AMD Bulldozer Core Patent Diagrams

Discussion in 'PC Industry' started by Raqia, Apr 16, 2009.

Tags:
  1. Doomtrooper

    Veteran

    Joined:
    Feb 6, 2002
    Messages:
    3,328
    Likes Received:
    0
    Location:
    Ontario, Canada

    I would not snicker unless you want to pay a small mortgage to Intel without competition like back in the Pentium 60 days...but be my guest.
     
  2. AlexV

    AlexV Heteroscedasticitate
    Moderator Veteran

    Joined:
    Mar 15, 2005
    Messages:
    2,528
    Likes Received:
    107
    This may happen in terms of fixing the currently crippling bug they have with writes to the L1, and other apparent gimpyness. So it will be improved in terms of being less weak, but it'll still be far too weak, IMHO.
     
  3. leoneazzurro

    Regular

    Joined:
    Nov 3, 2005
    Messages:
    518
    Likes Received:
    25
    Location:
    Rome, Italy
    Or strongly lowering latency. It would be probably more useful for desktop workloads to have a lowe ramount (512K-1Mbyte) of cache L2, but with much lower latency than having 2 Mbyte of cache with those pesky timings (L1 bug aside, which anyway could be very useful to analyze in detail, because if with a "crippled" L1 BD performs on par with a 2600K, it would be interesting to know how well it could have performed without problems).
     
  4. fehu

    Veteran Regular

    Joined:
    Nov 15, 2006
    Messages:
    1,441
    Likes Received:
    380
    Location:
    Somewhere over the ocean
    so all the problems came from faulty cache design in your opinion?
    and something that can be easily addressed in pilediver?
     
  5. leoneazzurro

    Regular

    Joined:
    Nov 3, 2005
    Messages:
    518
    Likes Received:
    25
    Location:
    Rome, Italy
    If you are asking to me, not all the possible issues can come from the cache design (lower execution unit count per "core" and need for high clocks are examples).

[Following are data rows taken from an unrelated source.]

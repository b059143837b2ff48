//! Gate decision engine.
//!
//! Derives the final pass/fail verdict from per-severity failure counts.
//!
//! The policy is intentionally simple and explainable:
//!
//!   - Any P1 or P2 failure → FAIL
//!   - Else (only P3, or nothing failed) → PASS
//!
//! The verdict is computed from final counts only, never from raw records.

use serde::{Deserialize, Serialize};

use crate::rules::eval::GateCounts;

/// Two-valued gate verdict.
#[derive(Debug, Clone, Copy, PartialEq, Eq, Serialize, Deserialize)]
#[serde(rename_all = "lowercase")]
pub enum GateDecision {
    Pass,
    Fail,
}

impl GateDecision {
    /// CI-compatible exit code: PASS → 0, FAIL → 1.
    pub const fn exit_code(self) -> i32 {
        match self {
            Self::Pass => 0,
            Self::Fail => 1,
        }
    }

    pub const fn as_str(self) -> &'static str {
        match self {
            Self::Pass => "pass",
            Self::Fail => "fail",
        }
    }

    pub const fn is_pass(self) -> bool {
        matches!(self, Self::Pass)
    }
}

impl std::fmt::Display for GateDecision {
    fn fmt(&self, f: &mut std::fmt::Formatter<'_>) -> std::fmt::Result {
        f.write_str(self.as_str())
    }
}

/// Apply the default gate policy to final counts.
pub fn decide(counts: &GateCounts) -> GateDecision {
    if counts.p1 > 0 || counts.p2 > 0 {
        GateDecision::Fail
    } else {
        GateDecision::Pass
    }
}
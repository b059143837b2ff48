pub mod parse;
pub mod read;

pub use parse::{ReportOutcome, UnparsableKind, load_report, parse_junit};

But having a better cache system always helps :grin:
    Never said that this could be easy. But 18-20 cycles compared to SB's 10 with frequency being higher but not enough to compensate the difference could hurt performance. This is of course the result of cache size and frequency targets but larger caches use more die area and thus this lowers the performance/area ratio.
     
    #865 leoneazzurro, Sep 26, 2011
    Last edited by a moderator: Sep 26, 2011
  6. AlexV

    AlexV Heteroscedasticitate
    Moderator Veteran

    Joined:
    Mar 15, 2005
    Messages:
    2,528
    Likes Received:
    107
    No and no. Their problems seem to be quite uArch related. I'm also not seeing the 2600K parity happening all that much (I'm pretty sure 2500K parity is not as clear-cut either, but hey, I do hope I'm wrong!). Also, why are we pleased that a much larger, 125W TDP CPU sortof almost matches a smaller, 95W part?
     
  7. leoneazzurro

    Regular

    Joined:
    Nov 3, 2005
    Messages:
    518
    Likes Received:
    25
    Location:
    Rome, Italy
    Because before that we had an even larger 125W TDP CPU that not even matches a smaller 95W part, maybe? So at least until Ivy Bridge we could have at least a little more competition.
    Which µarchitecture problems are you referring to? Narrow execution units, problems with the front-end or whatever else?
     
  8. fellix

    fellix Hey, You!
    Veteran

    Joined:
    Dec 4, 2004
    Messages:
    3,486
    Likes Received:
    397
    Location:
    Varna, Bulgaria
    The Core 2 line proved that a big and fast L2 (shared between 2 cores) is a very good fit for desktop and some WS applications, but due the the inadequate system architecture it scaled poorly in SMP configurations. In Nehalem, Intel literally pushed the L3 cache as "the new L2" -- a sort pf a backbone for the whole memory sub-system, keeping actual copies of every cache above it, so the coherent traffic is kept out of the "real" L2s, and still being a fast and large enough to rapidly serve any misses from the upper levels. That turned the L2 cache into a more specific role of a truly private small but very low latency (only 10 cycles) piece of memory. The L1D cache (32KB) is 4 cycles in comparison, but 8 times smaller in size.
    That way, Intel stroke two birds with one stone - a new scalable and very efficient server architecture for heavily threaded loads, and at the same time a potent performer for desktop applications, all thanks to the versatile "backbone" concept. Westmere-EX and SNB naturally developed this philosophy even further ahead. All this is on top of the already first class HW prefetch mechanism and memory disambiguation.
    It all proves that the sheer size advantage is simply not enough, anymore. AMD didn't invested in more sophisticated and elegant workaround for this problem - they just scaled up the same old concept to a new ridiculousness in a gamble to save the day.
     
  9. AlexV

    AlexV Heteroscedasticitate
    Moderator Veteran

    Joined:
    Mar 15, 2005
    Messages:
    2,528
    Likes Received:
    107
    BD, if those numbers are even remotely accurate, doesn't change the competitive landscape at all, AMD is still left fighting for the same scraps it was fighting before, without impacting Intel in any way shape or form. Front-end should be fine on paper, just like many other things (hard to gauge how that pans out in practice though), but the Execution engine seems bonkers in practice.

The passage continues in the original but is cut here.